//! Per-key serialized access to the registry backend

use std::collections::HashMap;
use std::sync::{Arc, Mutex};

use tokio::sync::{Mutex as AsyncMutex, OwnedMutexGuard};

use super::{RegistryBackend, TrackedPackage};
use crate::client::GitHubApi;
use crate::error::{RegistryError, Result};
use crate::package::{PackageKind, RepoRef};

/// Host query: "is this repository already installed, and where?"
pub trait InstalledLookup: Send + Sync {
    /// Installed path (`slug/file.php` for plugins, stylesheet for themes)
    fn installed_path(&self, repo: &RepoRef, kind: PackageKind) -> Option<String>;
}

/// Registry front end shared by the catalog, installer and update checker.
///
/// Every mutation takes the key's lock, reloads the full record, applies the
/// change and stores the result, so concurrent writers merge instead of
/// overwriting each other's fields.
pub struct RegistryStore {
    backend: Arc<dyn RegistryBackend>,
    locks: Mutex<HashMap<String, Arc<AsyncMutex<()>>>>,
}

/// Held key lock. Dropping it releases the lock and forgets the key once no
/// other task is holding or waiting on it.
struct KeyGuard<'a> {
    store: &'a RegistryStore,
    key: String,
    guard: Option<OwnedMutexGuard<()>>,
}

impl Drop for KeyGuard<'_> {
    fn drop(&mut self) {
        self.guard.take();
        let mut locks = self.store.lock_map();
        let idle = locks
            .get(&self.key)
            .is_some_and(|lock| Arc::strong_count(lock) == 1);
        if idle {
            locks.remove(&self.key);
        }
    }
}

impl RegistryStore {
    pub fn new(backend: Arc<dyn RegistryBackend>) -> Self {
        Self {
            backend,
            locks: Mutex::new(HashMap::new()),
        }
    }

    fn lock_map(&self) -> std::sync::MutexGuard<'_, HashMap<String, Arc<AsyncMutex<()>>>> {
        match self.locks.lock() {
            Ok(guard) => guard,
            Err(poisoned) => poisoned.into_inner(),
        }
    }

    async fn lock_key(&self, key: &str) -> KeyGuard<'_> {
        let lock = Arc::clone(self.lock_map().entry(key.to_string()).or_default());
        KeyGuard {
            store: self,
            key: key.to_string(),
            guard: Some(lock.lock_owned().await),
        }
    }

    pub fn get(&self, key: &str) -> Result<Option<TrackedPackage>> {
        Ok(self.backend.load(&key.to_lowercase())?)
    }

    /// Tracked packages, optionally only one kind
    pub fn list(&self, kind: Option<PackageKind>) -> Result<Vec<TrackedPackage>> {
        let mut records = self.backend.list()?;
        if let Some(kind) = kind {
            records.retain(|p| p.kind == kind);
        }
        Ok(records)
    }

    /// Track `input` (`owner/repo`) after confirming it is reachable.
    ///
    /// The key is lowercased. The `private` flag comes from the API, and an
    /// already installed copy reported by `installed` is linked right away.
    pub async fn add_repository<A: GitHubApi + ?Sized>(
        &self,
        api: &A,
        input: &str,
        kind: PackageKind,
        installed: Option<&dyn InstalledLookup>,
    ) -> Result<TrackedPackage> {
        let repo_ref = RepoRef::parse(input)?;
        let key = repo_ref.key();
        let _guard = self.lock_key(&key).await;

        if self.backend.load(&key)?.is_some() {
            return Err(RegistryError::AlreadyTracked(key).into());
        }

        let details = api.probe_repo(&repo_ref.owner, &repo_ref.repo).await?;

        let mut record = TrackedPackage::new(
            repo_ref.owner.to_lowercase(),
            repo_ref.repo.to_lowercase(),
            kind,
        );
        record.name = details.name.clone();
        record.private = details.private;
        record.owner_avatar_url = Some(details.owner.avatar_url.clone());
        record.installed_path = installed.and_then(|lookup| lookup.installed_path(&repo_ref, kind));

        self.backend.store(&record)?;
        log::info!(
            "Tracking {} {} (private: {})",
            kind,
            key,
            record.private
        );
        Ok(record)
    }

    /// Stop tracking. Nothing on disk is touched.
    pub async fn remove(&self, key: &str) -> Result<()> {
        let key = key.to_lowercase();
        let _guard = self.lock_key(&key).await;
        if !self.backend.delete(&key)? {
            return Err(RegistryError::NotTracked(key).into());
        }
        log::info!("Stopped tracking {}", key);
        Ok(())
    }

    /// Read-modify-write an existing record.
    pub async fn update<F>(&self, key: &str, merge: F) -> Result<TrackedPackage>
    where
        F: FnOnce(&mut TrackedPackage),
    {
        let key = key.to_lowercase();
        let _guard = self.lock_key(&key).await;

        let mut record = self
            .backend
            .load(&key)?
            .ok_or_else(|| RegistryError::NotTracked(key.clone()))?;
        merge(&mut record);
        self.backend.store(&record)?;
        Ok(record)
    }

    /// Like [`update`](Self::update), creating the record from `create` first
    /// when the key is not tracked yet.
    pub async fn upsert<C, F>(&self, key: &str, create: C, merge: F) -> Result<TrackedPackage>
    where
        C: FnOnce() -> TrackedPackage,
        F: FnOnce(&mut TrackedPackage),
    {
        let key = key.to_lowercase();
        let _guard = self.lock_key(&key).await;

        let mut record = match self.backend.load(&key)? {
            Some(existing) => existing,
            None => create(),
        };
        merge(&mut record);
        self.backend.store(&record)?;
        Ok(record)
    }
}
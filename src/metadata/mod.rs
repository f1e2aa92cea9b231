//! Plugin and theme header parsing
//!
//! WordPress packages declare their requirements as `Label: value` lines,
//! in `readme.txt` for plugins and in the `style.css` comment block for
//! themes. Extraction scans the whole text; a missing field is an empty
//! string, never an error.

mod readme;

use std::collections::BTreeMap;
use std::sync::LazyLock;

use regex::Regex;
use serde::{Deserialize, Serialize};

use crate::package::PackageKind;

pub use readme::{HEADER_REGION_LINES, strip_header_lines};

/// Header map keys, lowercased as they are written in readme files
pub const REQUIRES_AT_LEAST: &str = "requires at least";
pub const TESTED_UP_TO: &str = "tested up to";
pub const REQUIRES_PHP: &str = "requires php";
pub const STABLE_TAG: &str = "stable tag";
pub const VERSION: &str = "version";

/// Where the header lines come from; decides what may precede a label
#[derive(Debug, Clone, Copy, PartialEq, Eq)]
pub enum HeaderSource {
    /// `readme.txt`: label at line start, optional indentation
    Readme,
    /// `style.css` or a PHP file header: label may follow comment markers
    FileHeader,
}

impl HeaderSource {
    fn line_prefix(&self) -> &'static str {
        match self {
            HeaderSource::Readme => r"[ \t]*",
            HeaderSource::FileHeader => r"[ \t/*#@]*",
        }
    }
}

/// Extracted package headers
#[derive(Debug, Clone, Default, PartialEq, Eq, Serialize, Deserialize)]
pub struct PackageHeaders {
    #[serde(default)]
    pub requires_at_least: String,
    #[serde(default)]
    pub tested_up_to: String,
    #[serde(default)]
    pub requires_php: String,
    #[serde(default)]
    pub stable_tag: String,
    #[serde(default)]
    pub version: String,
}

static README_PATTERNS: LazyLock<Vec<(&'static str, Regex)>> =
    LazyLock::new(|| compile_patterns(HeaderSource::Readme));

static FILE_HEADER_PATTERNS: LazyLock<Vec<(&'static str, Regex)>> =
    LazyLock::new(|| compile_patterns(HeaderSource::FileHeader));

static COMMENT_CLOSE: LazyLock<Regex> =
    LazyLock::new(|| Regex::new(r"\s*(?:\*/|\?>).*").expect("static regex"));

fn label_pattern(label: &str, source: HeaderSource) -> String {
    let words: Vec<String> = label.split_whitespace().map(regex::escape).collect();
    format!(
        r"(?mi)^{}{}[ \t]*:[ \t]*(.*)$",
        source.line_prefix(),
        words.join(r"[ \t]+")
    )
}

fn compile_patterns(source: HeaderSource) -> Vec<(&'static str, Regex)> {
    [REQUIRES_AT_LEAST, TESTED_UP_TO, REQUIRES_PHP, STABLE_TAG, VERSION]
        .into_iter()
        .map(|label| {
            let re = Regex::new(&label_pattern(label, source)).expect("static regex");
            (label, re)
        })
        .collect()
}

fn first_value(re: &Regex, text: &str, source: HeaderSource) -> String {
    for caps in re.captures_iter(text) {
        let mut value = caps[1].trim().to_string();
        if source == HeaderSource::FileHeader {
            value = COMMENT_CLOSE.replace(&value, "").trim().to_string();
        }
        if !value.is_empty() {
            return value;
        }
    }
    String::new()
}

impl PackageHeaders {
    /// Parse headers from text.
    pub fn parse(text: &str, source: HeaderSource) -> Self {
        let patterns = match source {
            HeaderSource::Readme => &*README_PATTERNS,
            HeaderSource::FileHeader => &*FILE_HEADER_PATTERNS,
        };

        let mut headers = PackageHeaders::default();
        for (label, re) in patterns {
            let value = first_value(re, text, source);
            match *label {
                REQUIRES_AT_LEAST => headers.requires_at_least = value,
                TESTED_UP_TO => headers.tested_up_to = value,
                REQUIRES_PHP => headers.requires_php = value,
                STABLE_TAG => headers.stable_tag = value,
                _ => headers.version = value,
            }
        }
        headers
    }

    /// The declared release: `Stable tag`, else `Version`.
    pub fn release_version(&self) -> &str {
        if self.stable_tag.is_empty() {
            &self.version
        } else {
            &self.stable_tag
        }
    }

    /// The version a package of `kind` must declare: `Stable tag` for
    /// plugins, `Version` for themes.
    pub fn declared_version(&self, kind: PackageKind) -> &str {
        match kind {
            PackageKind::Plugin => &self.stable_tag,
            PackageKind::Theme => &self.version,
        }
    }

    /// True when no field was found
    pub fn is_empty(&self) -> bool {
        self.requires_at_least.is_empty()
            && self.tested_up_to.is_empty()
            && self.requires_php.is_empty()
            && self.stable_tag.is_empty()
            && self.version.is_empty()
    }

    /// Header map keyed by lowercased label, as shown to users.
    pub fn to_map(&self) -> BTreeMap<String, String> {
        BTreeMap::from([
            (REQUIRES_AT_LEAST.to_string(), self.requires_at_least.clone()),
            (TESTED_UP_TO.to_string(), self.tested_up_to.clone()),
            (REQUIRES_PHP.to_string(), self.requires_php.clone()),
            (STABLE_TAG.to_string(), self.stable_tag.clone()),
            (VERSION.to_string(), self.version.clone()),
        ])
    }
}

/// Headers from a plugin `readme.txt`
pub fn extract_readme_headers(text: &str) -> PackageHeaders {
    PackageHeaders::parse(text, HeaderSource::Readme)
}

/// Headers from a theme `style.css`
pub fn extract_style_headers(text: &str) -> PackageHeaders {
    PackageHeaders::parse(text, HeaderSource::FileHeader)
}

/// A single file-header field (`Plugin Name`, `Theme Name`, `Author`, ...).
///
/// Only the first 8 KiB are scanned, like WordPress does for plugin files.
pub fn file_header(text: &str, label: &str) -> Option<String> {
    let mut end = text.len().min(8 * 1024);
    while !text.is_char_boundary(end) {
        end -= 1;
    }
    let re = Regex::new(&label_pattern(label, HeaderSource::FileHeader)).ok()?;
    let value = first_value(&re, &text[..end], HeaderSource::FileHeader);
    (!value.is_empty()).then_some(value)
}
#####
— Aim of the exercise —
Pull every line containing the word "Deserialize" out of the listing.

— Response box —
use serde::{Deserialize, Serialize};
#[derive(Debug, Clone, Default, PartialEq, Eq, Serialize, Deserialize)]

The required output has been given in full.